Immer mehr „Sozialwarenkaufhäusern“ gehen die 1-Euro-Jobber (Sklaven) aus

Geschrieben von Aufgewachter am 18.09.2019 12:37:12:

Eine Eingliederungsvereinbarung wird immer "nur" auf 6 Monate abgeschlossen. Warum ist das so?
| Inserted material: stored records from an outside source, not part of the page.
impl OrderService {
    pub fn new(state: &AppState) -> Self {
        let pool = state.pool.clone();
        Self {
            orders: OrderRepository::new(pool.clone()),
            plans: MembershipPlanRepository::new(pool.clone()),
            memberships: UserMembershipRepository::new(pool.clone()),
            payment_accounts: PaymentAccountRepository::new(pool.clone()),
            membership_service: MembershipService::new(pool.clone(), state.calendar),
            commission: CommissionService::new(pool.clone()),
            refunds: RefundService::new(state),
            verifier: state.verifier.clone(),
            pending_expiry: Duration::minutes(state.config.orders.pending_expiry_minutes),
            callback_window_secs: state.config.payment.callback_window_secs,
            pool,
        }
    }

    /// Prices and records a pending order for the customer.
    pub async fn place_order(&self, user_id: i64, request: &PlaceOrderRequest) -> Result<Order, ApiError> {
        request.validate()?;
        let now = Utc::now();

        let plan: MembershipPlan = self
            .plans
            .find_by_id(request.plan_id, false)
            .await?
            .ok_or_else(|| ApiError::NotFound(format!("Plan {} not found", request.plan_id)))?
            .into();
        let memberships = self.memberships.find_effective_with_plans(user_id, now).await?;
        let quote = quote_order(&plan, request.order_type, request.platform, &memberships, now)?;

        let mut draft = NewOrder {
            order_no: String::new(),
            user_id,
            plan_id: plan.id,
            plan_code: plan.plan_code.clone(),
            plan_name: plan.plan_name.clone(),
            platform: request.platform,
            order_type: request.order_type,
            original_price: quote.original_price,
            discount_amount: quote.discount_amount,
            upgrade_credit: quote.upgrade_credit,
            final_amount: quote.final_amount,
            currency: plan.currency.clone(),
            payment_method: request.payment_method.clone(),
            expires_at: now + self.pending_expiry,
            previous_membership_id: quote.previous_membership_id,
        };

        let mut attempt = 0;
        let order: Order = loop {
            attempt += 1;
            draft.order_no = numbering::order_no(Utc::now());
            match self.orders.insert(&draft).await {
                Ok(entity) => break entity.into(),
                Err(e) if attempt < ORDER_NO_ATTEMPTS && is_unique_violation(&e, Some(ORDER_NO_CONSTRAINT)) => {
                    warn!(order_no = %draft.order_no, attempt, "Order number collision, retrying");
                }
                Err(e) if is_unique_violation(&e, Some(PENDING_UPGRADE_CONSTRAINT)) => {
                    return Err(ApiError::Conflict(
                        "An upgrade of this membership is already awaiting payment".to_string(),
                    ));
                }
                Err(e) => return Err(e.into()),
            }
        };

        info!(
            order_id = order.id,
            order_no = %order.order_no,
            user_id,
            plan = %plan.plan_code,
            order_type = order.order_type.as_str(),
            final_amount = %order.final_amount,
            "Order placed"
        );
        Ok(order)
    }

    /// Applies a signed provider notification.
    pub async fn handle_callback(
        &self,
        provider: &str,
        callback: &PaymentCallback,
    ) -> Result<PaymentOutcome, ApiError> {
        let now = Utc::now();
        callback.ensure_fresh(now, self.callback_window_secs)?;

        let account: PaymentAccount = self
            .payment_accounts
            .find_enabled_by_provider(provider)
            .await?
            .ok_or_else(|| ApiError::NotFound(format!("Payment provider {} is not enabled", provider)))?
            .into();
        if let Err(e) = self.verifier.verify(&account, callback) {
            warn!(provider, order_no = %callback.order_no, "Rejected payment callback signature");
            return Err(e.into());
        }

        let mut tx = self.pool.begin().await?;
        let order: Order = self
            .orders
            .lock_by_no(&mut tx, &callback.order_no)
            .await?
            .ok_or_else(|| ApiError::NotFound(format!("Order {} not found", callback.order_no)))?
            .into();

        let outcome = match classify_callback(&order, callback)? {
            CallbackAction::MarkPaid => {
                self.settle_paid(&mut tx, &order, &callback.payment_id, Some(account.id), "callback", now)
                    .await?;
                PaymentOutcome::Paid
            }
            CallbackAction::MarkFailed(reason) => {
                self.orders
                    .close_pending(&mut tx, order.id, OrderStatus::Failed, &reason)
                    .await?;
                info!(order_no = %order.order_no, reason = %reason, "Order payment failed");
                PaymentOutcome::Failed
            }
            CallbackAction::NoOp => {
                info!(order_no = %order.order_no, status = order.status.as_str(), "Duplicate payment callback ignored");
                PaymentOutcome::Unchanged
            }
        };
        tx.commit().await?;
        Ok(outcome)
    }

    /// Operator escape hatch: confirm a payment, fail an order, or refund it
    /// without going through the provider.
    pub async fn manual_process(
        &self,
        operator: &Operator,
        request: &ManualProcessRequest,
    ) -> Result<Order, ApiError> {
        request.validate()?;
        ensure_totp(operator, request.totp_code.as_deref())?;
        let now = Utc::now();

        match request.process_type {
            ManualProcessType::ConfirmPayment => {
                let payment_id = request
                    .payment_id
                    .as_deref()
                    .filter(|p| !p.trim().is_empty())
                    .ok_or_else(|| ApiError::Validation("Payment id is required".to_string()))?;

                let mut tx = self.pool.begin().await?;
                let order = self.lock_order(&mut tx, request.order_id).await?;
                if order.status == OrderStatus::Paid {
                    if order.payment_id.as_deref() != Some(payment_id) {
                        warn!(
                            order_no = %order.order_no,
                            recorded = ?order.payment_id,
                            supplied = payment_id,
                            "Order already paid under another payment id, keeping the recorded one"
                        );
                    }
                    return Ok(order);
                }
                order.status.ensure_transition(OrderStatus::Paid)?;

                let account_id = match order.payment_method.as_deref() {
                    Some(method) => self
                        .payment_accounts
                        .find_enabled_by_provider(method)
                        .await?
                        .map(|a| a.id),
                    None => None,
                };
                let paid = self
                    .settle_paid(&mut tx, &order, payment_id, account_id, "manual", now)
                    .await?;
                tx.commit().await?;

                info!(order_no = %paid.order_no, operator_id = operator.id, "Payment confirmed manually");
                Ok(paid)
            }
            ManualProcessType::MarkFailed => {
                let reason = request
                    .note
                    .clone()
                    .filter(|n| !n.trim().is_empty())
                    .unwrap_or_else(|| "marked failed by operator".to_string());

                let mut tx = self.pool.begin().await?;
                let order = self.lock_order(&mut tx, request.order_id).await?;
                order.status.ensure_transition(OrderStatus::Failed)?;
                let failed: Order = self
                    .orders
                    .close_pending(&mut tx, order.id, OrderStatus::Failed, &reason)
                    .await?
                    .into();
                tx.commit().await?;

                info!(order_no = %failed.order_no, operator_id = operator.id, "Order marked failed");
                Ok(failed)
            }
            ManualProcessType::ForceRefund => {
                self.refunds
                    .force_refund(operator, request.order_id, request.note.as_deref())
                    .await?;
                self.get(request.order_id).await
            }
        }
    }

    /// Customer cancels their own pending order.
    pub async fn cancel_own(&self, user_id: i64, order_id: i64) -> Result<Order, ApiError> {
        let mut tx = self.pool.begin().await?;
        let order = self.lock_order(&mut tx, order_id).await?;
        if order.user_id != user_id {
            return Err(ApiError::NotFound(format!("Order {} not found", order_id)));
        }
        let cancelled = self.close(&mut tx, &order, "cancelled by user").await?;
        tx.commit().await?;
        Ok(cancelled)
    }

    pub async fn cancel(&self, order_id: i64, reason: &str) -> Result<Order, ApiError> {
        let mut tx = self.pool.begin().await?;
        let order = self.lock_order(&mut tx, order_id).await?;
        let cancelled = self.close(&mut tx, &order, reason).await?;
        tx.commit().await?;
        Ok(cancelled)
    }

    /// Cancels every listed order or none of them.
    pub async fn batch_cancel(&self, ids: &[i64], reason: &str) -> Result<Vec<Order>, ApiError> {
        if ids.is_empty() {
            return Err(ApiError::Validation("No orders selected".to_string()));
        }
        let mut ids = ids.to_vec();
        ids.sort_unstable();
        ids.dedup();

        let mut tx = self.pool.begin().await?;
        let orders: Vec<Order> = self
            .orders
            .lock_many(&mut tx, &ids)
            .await?
            .into_iter()
            .map(Into::into)
            .collect();
        if orders.len() != ids.len() {
            return Err(ApiError::NotFound("Some orders were not found".to_string()));
        }
        for order in &orders {
            order.status.ensure_transition(OrderStatus::Cancelled)?;
        }

        let mut cancelled = Vec::with_capacity(orders.len());
        for order in &orders {
            cancelled.push(self.close(&mut tx, order, reason).await?);
        }
        tx.commit().await?;
        Ok(cancelled)
    }

    /// Cancels pending orders past their payment window.
    pub async fn expire_pending(&self, now: DateTime<Utc>) -> Result<u64, ApiError> {
        let ids = self.orders.find_expired_pending(now, EXPIRE_BATCH).await?;
        let mut expired = 0;
        for id in ids {
            let mut tx = self.pool.begin().await?;
            let Some(order) = self.orders.lock(&mut tx, id).await? else {
                continue;
            };
            let order: Order = order.into();
            // A callback may have settled it since the scan.
            if order.status != OrderStatus::Pending || order.expires_at > now {
                continue;
            }
            self.orders
                .close_pending(&mut tx, id, OrderStatus::Cancelled, EXPIRED_REASON)
                .await?;
            tx.commit().await?;
            expired += 1;
        }
        Ok(expired)
    }

    pub async fn get(&self, id: i64) -> Result<Order, ApiError> {
        self.orders
            .find_by_id(id)
            .await?
            .map(Into::into)
            .ok_or_else(|| ApiError::NotFound(format!("Order {} not found", id)))
    }

    pub async fn get_own(&self, user_id: i64, id: i64) -> Result<Order, ApiError> {
        let order = self.get(id).await?;
        if order.user_id != user_id {
            return Err(ApiError::NotFound(format!("Order {} not found", id)));
        }
        Ok(order)
    }

    pub async fn list(&self, filter: &OrderFilter, page: &PageRequest) -> Result<PageResult<Order>, ApiError> {
        let (rows, total) = self.orders.list(filter, page).await?;
        Ok(PageResult::new(rows.into_iter().map(Into::into).collect(), total, page))
    }

    pub async fn list_own(&self, user_id: i64, page: &PageRequest) -> Result<PageResult<Order>, ApiError> {
        let filter = OrderFilter {
            user_id: Some(user_id),
            ..Default::default()
        };
        self.list(&filter, page).await
    }

    /// Marks a locked pending order paid and applies everything a payment buys.
    async fn settle_paid(
        &self,
        conn: &mut PgConnection,
        order: &Order,
        payment_id: &str,
        payment_account_id: Option<i64>,
        source: &'static str,
        now: DateTime<Utc>,
    ) -> Result<Order, ApiError> {
        let paid: Order = self
            .orders
            .mark_paid(conn, order.id, payment_id, now)
            .await
            .map_err(|e| {
                if is_unique_violation(&e, None) {
                    ApiError::Conflict(format!("Payment {} is already used by another order", payment_id))
                } else {
                    e.into()
                }
            })?
            .into();

        self.membership_service.grant_for_order(conn, &paid, now).await?;
        self.commission.emit_for_order(conn, &paid, now).await?;

        if let Some(account_id) = payment_account_id {
            if let Some(entity) = self.payment_accounts.lock(conn, account_id).await? {
                let mut account: PaymentAccount = entity.into();
                if account.record_payment(paid.final_amount, now) {
                    warn!(
                        account_id,
                        daily_amount = %account.daily_amount,
                        daily_limit = ?account.daily_limit,
                        "Payment account exceeded its daily limit"
                    );
                }
                self.payment_accounts.save_stats(conn, &account).await?;
            }
        }

        record_order_paid(source);
        info!(
            order_id = paid.id,
            order_no = %paid.order_no,
            payment_id,
            amount = %paid.final_amount,
            source,
            "Order paid"
        );
        Ok(paid)
    }

    async fn lock_order(&self, conn: &mut PgConnection, id: i64) -> Result<Order, ApiError> {
        self.orders
            .lock(conn, id)
            .await?
            .map(Into::into)
            .ok_or_else(|| ApiError::NotFound(format!("Order {} not found", id)))
    }

    async fn close(&self, conn: &mut PgConnection, order: &Order, reason: &str) -> Result<Order, ApiError> {
        order.status.ensure_transition(OrderStatus::Cancelled)?;
        let cancelled: Order = self
            .orders
            .close_pending(conn, order.id, OrderStatus::Cancelled, reason)
            .await?
            .into();
        info!(order_no = %cancelled.order_no, reason, "Order cancelled");
        Ok(cancelled)
    }
}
Weil nach 12 Monaten die Kündigungsschutzgesetze greifen, wenn man den Leistsungsbezieher beispielsweise in einem Sozialwarenkaufhaus als Möbelträger per 1-Euro-Jobber beschäftigt und der Erwerbslose auf die Idee kommen würde, seinen ortsüblichen Lohn und den Fortbestand dieser eigentlich zeitlich begrenzten Disziplinierungsmaßnahme, als reguläres sozialversicherungspflichtiges Beschäftigungsverhältnis über ein Arbeitsgericht einzuklagen. Hin und wieder fällt ein „Sozialwarenkaufhaus“ auch schon mal einer Razzia zum Opfer.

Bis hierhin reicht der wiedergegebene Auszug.